Today, I met an Indonesian - at least he introduced himself that way. I met him while I was walking back from Uni. He told me that his atm card is lost because he entered a wrong pin number - the bank said he has to come back tomorrow to get the card, and he has no money to pump petrol to go home. He told me the situation was embarassing, and he wanted 20 dollars.

I only had a 50-dollar note. So I went away to look for change... a couple who sat nearby had 48.80 in change, and I said it was okay for them to give me 48.80 dollars. From a distance I could see him make a call to his friend describing his embarassing situation.

And so I gave that man 20 dollars. He thanked me, asked me if I wanted to take down his number so he could repay me again tomorrow in Uni. My mind was thinking, do I want him to repay me? Well, I'm not doing charity here, but I didn't want him to feel bad... so I said it was okay, he can take down my number and call me at his leisure.

As i left the scene, far enough almost to lose sight of him - I saw him approach an australian student...

Con man?

Well, as I think of it again now - I'm not so bothered as to whether I was cheated or not.

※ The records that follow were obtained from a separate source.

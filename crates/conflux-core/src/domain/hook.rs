//! Interception hook definitions.

use chrono::{DateTime, Utc};
use serde::{Deserialize, Serialize};

/// When a hook runs relative to the backend call.
#[derive(Debug, Clone, Copy, Default, PartialEq, Eq, Hash, Serialize, Deserialize)]
#[serde(rename_all = "lowercase")]
pub enum HookType {
    #[default]
    Pre,
    Post,
    Both,
}

/// Phase of an invocation in which hooks run.
#[derive(Debug, Clone, Copy, PartialEq, Eq, Hash, Serialize, Deserialize)]
#[serde(rename_all = "lowercase")]
pub enum HookPhase {
    Pre,
    Post,
}

impl HookType {
    /// Whether a hook of this type participates in `phase`.
    pub const fn runs_in(self, phase: HookPhase) -> bool {
        matches!(
            (self, phase),
            (Self::Both, _) | (Self::Pre, HookPhase::Pre) | (Self::Post, HookPhase::Post)
        )
    }
}

/// A persisted hook.
#[derive(Debug, Clone, PartialEq, Eq, Serialize, Deserialize)]
#[serde(rename_all = "camelCase")]
pub struct Hook {
    pub id: String,
    pub name: String,
    #[serde(default, skip_serializing_if = "Option::is_none")]
    pub description: Option<String>,
    #[serde(default = "default_enabled")]
    pub enabled: bool,
    /// Ascending; ties broken by `created_at`.
    #[serde(default)]
    pub execution_order: i32,
    #[serde(default)]
    pub hook_type: HookType,
    /// Source of the hook rule script.
    pub script: String,
    #[serde(default = "Utc::now")]
    pub created_at: DateTime<Utc>,
    #[serde(default = "Utc::now")]
    pub updated_at: DateTime<Utc>,
}

const fn default_enabled() -> bool {
    true
}

/// A hook to be created (no id or timestamps yet).
#[derive(Debug, Clone, PartialEq, Eq, Serialize, Deserialize)]
#[serde(rename_all = "camelCase")]
pub struct NewHook {
    pub name: String,
    #[serde(default, skip_serializing_if = "Option::is_none")]
    pub description: Option<String>,
    #[serde(default = "default_enabled")]
    pub enabled: bool,
    #[serde(default)]
    pub execution_order: i32,
    #[serde(default)]
    pub hook_type: HookType,
    pub script: String,
}

impl NewHook {
    pub fn new(name: impl Into<String>, hook_type: HookType, script: impl Into<String>) -> Self {
        Self {
            name: name.into(),
            description: None,
            enabled: true,
            execution_order: 0,
            hook_type,
            script: script.into(),
        }
    }

    #[must_use]
    pub const fn with_order(mut self, execution_order: i32) -> Self {
        self.execution_order = execution_order;
        self
    }
}

/// Sort hooks into execution order.
pub fn sort_hooks(hooks: &mut [Hook]) {
    hooks.sort_by(|a, b| {
        a.execution_order
            .cmp(&b.execution_order)
            .then_with(|| a.created_at.cmp(&b.created_at))
    });
}

#[cfg(test)]
mod tests {
    use super::*;
    use chrono::Duration;

    fn hook(id: &str, order: i32, created_at: DateTime<Utc>) -> Hook {
        Hook {
            id: id.into(),
            name: id.into(),
            description: None,
            enabled: true,
            execution_order: order,
            hook_type: HookType::Pre,
            script: String::new(),
            created_at,
            updated_at: created_at,
        }
    }

    #[test]
    fn test_sort_by_order_then_creation() {
        let t0 = Utc::now();
        let mut hooks = vec![
            hook("late-tie", 1, t0 + Duration::seconds(5)),
            hook("second", 1, t0),
            hook("first", 0, t0 + Duration::seconds(10)),
        ];
        sort_hooks(&mut hooks);
        let ids: Vec<_> = hooks.iter().map(|h| h.id.as_str()).collect();
        assert_eq!(ids, ["first", "second", "late-tie"]);
    }

    #[test]
    fn test_hook_type_phases() {
        assert!(HookType::Both.runs_in(HookPhase::Pre));
        assert!(HookType::Both.runs_in(HookPhase::Post));
        assert!(!HookType::Pre.runs_in(HookPhase::Post));
        assert!(!HookType::Post.runs_in(HookPhase::Pre));
    }
}
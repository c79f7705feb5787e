//! Core domain types.
//!
//! These types represent the pure domain model, independent of any
//! infrastructure concerns (storage, processes, transports).
//!
//! # Structure
//!
//! - `backend` - Backend server configuration and connection status
//! - `capability` - Tool / resource / prompt records and display rules
//! - `token` - Access tokens
//! - `hook` - Interception hooks
//! - `workflow` - Workflow DAGs and their graph checks
//! - `context` - Per-invocation context
//! - `audit` - Audit log entries

pub mod audit;
pub mod backend;
pub mod capability;
pub mod context;
pub mod hook;
pub mod token;
pub mod workflow;

pub use audit::{AuditEntry, AuditResult};
pub use backend::{
    BackendServer, BackendServerConfig, BackendServerType, ConnectionStatus, EnvEntry, InputParam,
};
pub use capability::{
    CapabilityKind, DisplayRule, PromptArgument, PromptRecord, ResourceRecord,
    ResourceTemplateRecord, ToolRecord,
};
pub use context::{InvocationContext, RequestType};
pub use hook::{Hook, HookPhase, HookType, NewHook, sort_hooks};
pub use token::Token;
pub use workflow::{GraphError, NodeData, NodeType, Workflow, WorkflowEdge, WorkflowNode};
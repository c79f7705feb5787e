//! Capability aggregation gateway services.
//!
//! [`AggregationGateway`] fronts every backend kept by the
//! [`ConnectionRegistry`], checking credentials with the
//! [`AccessController`], running the [`HookPipeline`] or the active
//! workflow from the [`WorkflowEngine`], and recording each invocation in
//! the [`AuditLog`].

#![deny(unsafe_code)]

pub mod access;
pub mod audit;
pub(crate) mod client;
pub mod config;
pub mod connector;
pub mod gateway;
pub mod hooks;
pub(crate) mod path;
pub mod protocol;
pub mod registry;
pub mod routing;
pub mod workflow;

#[cfg(test)]
pub(crate) mod testing;

// Re-export domain types from core for convenience
pub use conflux_core::{
    BackendServer, GatewayEvent, Hook, HookType, InvocationContext, NewHook, RequestType, Token,
    Workflow,
};
pub use conflux_core::ports::{BackendError, GatewayError, RpcError};

// Re-export this crate's public types
pub use access::{AccessController, Principal};
pub use audit::AuditLog;
pub use config::{ANONYMOUS_CLIENT, DEFAULT_PROTOCOL_VERSION, GatewayConfig};
pub use connector::ProcessConnectionFactory;
pub use gateway::AggregationGateway;
pub use hooks::{HookAdminError, HookPipeline, Script, ScriptError};
pub use protocol::{JsonRpcRequest, JsonRpcResponse};
pub use registry::{BackendInfo, ConnectionRegistry, RegistryError};
pub use workflow::{NodeResult, NodeStatus, WorkflowEngine, WorkflowError, WorkflowRun};
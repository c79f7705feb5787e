//! Audit storage port.

use async_trait::async_trait;

use super::StoreError;
use crate::domain::AuditEntry;

/// Destination for audit entries.
#[async_trait]
pub trait AuditSink: Send + Sync {
    /// Persist one entry.
    async fn store(&self, entry: AuditEntry) -> Result<(), StoreError>;

    /// Most recent entries, newest last. Sinks that cannot read back
    /// return an empty list.
    async fn recent(&self, _limit: usize) -> Result<Vec<AuditEntry>, StoreError> {
        Ok(Vec::new())
    }
}

/// Sink that discards everything.
#[derive(Debug, Clone, Copy, Default)]
pub struct NullAuditSink;

#[async_trait]
impl AuditSink for NullAuditSink {
    async fn store(&self, _entry: AuditEntry) -> Result<(), StoreError> {
        Ok(())
    }
}
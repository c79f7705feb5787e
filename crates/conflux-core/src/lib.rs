//! Core domain types and ports for the conflux capability gateway.
//!
//! This crate has no I/O. Adapters implement the traits in [`ports`];
//! the gateway services in `conflux-gateway` consume them.

#![deny(unsafe_code)]

pub mod domain;
pub mod events;
pub mod ports;

// Re-export commonly used types for convenience
pub use domain::{
    AuditEntry, AuditResult, BackendServer, BackendServerConfig, BackendServerType,
    CapabilityKind, ConnectionStatus, DisplayRule, EnvEntry, GraphError, Hook, HookPhase,
    HookType, InputParam, InvocationContext, NewHook, NodeData, NodeType, PromptArgument,
    PromptRecord, RequestType, ResourceRecord, ResourceTemplateRecord, Token, ToolRecord,
    Workflow, WorkflowEdge, WorkflowNode, sort_hooks,
};
pub use events::GatewayEvent;
pub use ports::{
    AuditSink, BackendConnection, BackendError, BackendServerRepository, ConfigChange,
    ConfigChangeSource, ConnectionFactory, DisplayRuleRepository, GatewayError,
    GatewayEventEmitter, HookRepository, NoopEmitter, NullAuditSink, RpcError, StoreError,
    Stores, TokenRepository, WorkflowRepository, codes,
};
//! Port definitions (trait abstractions) for external systems.
//!
//! Ports define the interfaces the gateway expects from infrastructure.
//! They contain no implementation details and use only domain types.
//!
//! # Design Rules
//!
//! - No storage or transport types in any signature
//! - Repository traits are minimal and read-focused
//! - Backends are reached only through `BackendConnection`

pub mod audit_sink;
pub mod connection;
pub mod event_emitter;
pub mod gateway_error;
pub mod repository;

use std::sync::Arc;

pub use audit_sink::{AuditSink, NullAuditSink};
pub use connection::{BackendConnection, ConnectionFactory};
pub use event_emitter::{GatewayEventEmitter, NoopEmitter};
pub use gateway_error::{BackendError, GatewayError, RpcError, codes};
pub use repository::{
    BackendServerRepository, ConfigChange, ConfigChangeSource, DisplayRuleRepository,
    HookRepository, StoreError, TokenRepository, WorkflowRepository,
};

/// Container for all storage trait objects.
///
/// Wires one storage implementation into the gateway services without
/// coupling them to it.
///
/// # Example
///
/// ```ignore
/// let store = Arc::new(MemoryStore::from_seed(seed));
/// let stores = Stores::from_single(store, audit_sink);
/// ```
#[derive(Clone)]
pub struct Stores {
    pub servers: Arc<dyn BackendServerRepository>,
    pub tokens: Arc<dyn TokenRepository>,
    pub hooks: Arc<dyn HookRepository>,
    pub workflows: Arc<dyn WorkflowRepository>,
    pub display_rules: Arc<dyn DisplayRuleRepository>,
    pub changes: Arc<dyn ConfigChangeSource>,
    pub audit: Arc<dyn AuditSink>,
}

impl Stores {
    /// Use one object for every configuration port.
    pub fn from_single<S>(store: Arc<S>, audit: Arc<dyn AuditSink>) -> Self
    where
        S: BackendServerRepository
            + TokenRepository
            + HookRepository
            + WorkflowRepository
            + DisplayRuleRepository
            + ConfigChangeSource
            + 'static,
    {
        Self {
            servers: store.clone(),
            tokens: store.clone(),
            hooks: store.clone(),
            workflows: store.clone(),
            display_rules: store.clone(),
            changes: store,
            audit,
        }
    }
}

I was just thinking... if I can do it again, would I have done it differently?

I was thinking, if Jesus was there - and since God would know the thoughts and intentions of a man's heart... He would have known that it was a con job. Knowing that, would he have given?

Now, I didn't know that man nor his intentions - but it wasn't hard to test.

1. He said he had no money to pump petrol, I could ask him to bring me to his car if he even had one.
2. I could check whether he really made a call by checking his phone.
3. Banks are closed on Saturdays - they shouldn't be asking him to come back tomorrow unless it is a wierd bank that opens on Saturday.

Even if I didn't do this, I could have ran back to the Australian student and verify if he used the same excuse. I didn't even make him put a miss call on my phone!

My mind is thinking : Joel, if you can get conned by such a thing, you must be a real idiot.

But my mind is also thinking: Would I lie and tell him I don't have 20 dollars? Or would I tell him that I think he is a con man and he doesn't deserve 20 dollars... Maybe I will tell him - here is 20 dollars, REMEMBER that I am a Christian...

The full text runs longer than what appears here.